Records.
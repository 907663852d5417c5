/// Account Routes
///
/// Thin HTTP layer over the session manager: signup, login, token refresh,
/// logout and account lookup. Error kinds map to status codes through
/// `AppError`'s `ResponseError` impl (Conflict→409, Unauthorized→401).

use actix_web::{web, HttpResponse};
use serde::{Deserialize, Serialize};
use uuid::Uuid;

use crate::error::{AppError, ErrorContext};
use crate::session::{SessionManager, SignupRequest, TokenPair};
use crate::store::{PublicAccount, Role};
use crate::validators::{is_valid_email, is_valid_password};

#[derive(Deserialize)]
pub struct SignupBody {
    pub email: String,
    pub password: String,
    pub role: Option<Role>,
    pub is_active: Option<bool>,
}

#[derive(Deserialize)]
pub struct LoginBody {
    pub email: String,
    pub password: String,
}

#[derive(Deserialize)]
pub struct RefreshBody {
    pub refresh_token: String,
}

/// Token pair as returned to clients
#[derive(Serialize, Deserialize)]
pub struct AuthResponse {
    pub access_token: String,
    pub refresh_token: String,
    pub token_type: String,
    pub expires_in: i64,
}

impl AuthResponse {
    fn new(tokens: TokenPair, sessions: &SessionManager) -> Self {
        Self {
            access_token: tokens.access_token,
            refresh_token: tokens.refresh_token,
            token_type: "Bearer".to_string(),
            expires_in: sessions.config().access_ttl.num_seconds(),
        }
    }
}

/// Run an operation, logging failures with its context
async fn logged<T>(
    context: &ErrorContext,
    operation: impl std::future::Future<Output = Result<T, AppError>>,
) -> Result<T, AppError> {
    operation.await.map_err(|e| {
        context.log_error(&e);
        e
    })
}

/// POST /accounts/signup
///
/// # Errors
/// - 400: invalid email or password length
/// - 409: email already registered
pub async fn signup(
    body: web::Json<SignupBody>,
    sessions: web::Data<SessionManager>,
) -> Result<HttpResponse, AppError> {
    let context = ErrorContext::new("account_signup");
    let body = body.into_inner();

    let email = is_valid_email(&body.email)?;
    is_valid_password(&body.password)?;

    let tokens = logged(
        &context,
        sessions.signup(SignupRequest {
            email,
            password: body.password,
            role: body.role,
            is_active: body.is_active,
        }),
    )
    .await?;

    Ok(HttpResponse::Created().json(AuthResponse::new(tokens, &sessions)))
}

/// POST /accounts/login
///
/// # Errors
/// - 400: malformed email
/// - 401: invalid credentials (unknown email, wrong password, disabled account)
pub async fn login(
    body: web::Json<LoginBody>,
    sessions: web::Data<SessionManager>,
) -> Result<HttpResponse, AppError> {
    let context = ErrorContext::new("account_login");

    let email = is_valid_email(&body.email)?;
    let tokens = logged(&context, sessions.login(&email, &body.password)).await?;

    Ok(HttpResponse::Ok().json(AuthResponse::new(tokens, &sessions)))
}

/// POST /accounts/refresh
///
/// Rotates the refresh token: the presented token stops working.
///
/// # Errors
/// - 401: invalid, expired, revoked or already-rotated refresh token
pub async fn refresh(
    body: web::Json<RefreshBody>,
    sessions: web::Data<SessionManager>,
) -> Result<HttpResponse, AppError> {
    let context = ErrorContext::new("token_refresh");

    let tokens = logged(&context, sessions.refresh(&body.refresh_token)).await?;

    Ok(HttpResponse::Ok().json(AuthResponse::new(tokens, &sessions)))
}

/// POST /accounts/logout (bearer)
pub async fn logout(
    account: web::ReqData<PublicAccount>,
    sessions: web::Data<SessionManager>,
) -> Result<HttpResponse, AppError> {
    let context = ErrorContext::new("account_logout").with_account_id(account.id.to_string());

    logged(&context, sessions.logout(account.id)).await?;

    Ok(HttpResponse::NoContent().finish())
}

/// GET /accounts/me (bearer)
pub async fn me(account: web::ReqData<PublicAccount>) -> HttpResponse {
    HttpResponse::Ok().json(account.into_inner())
}

/// GET /accounts/{id} (bearer)
pub async fn get_account(
    path: web::Path<Uuid>,
    sessions: web::Data<SessionManager>,
) -> Result<HttpResponse, AppError> {
    let id = path.into_inner();

    let account = sessions
        .find_by_id_public(id)
        .await?
        .ok_or_else(|| AppError::NotFound("Account not found".to_string()))?;

    Ok(HttpResponse::Ok().json(account))
}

Try it. In the listing above, count each line that holds the word "ErrorContext" and report the number alone.

Exercise solution. 6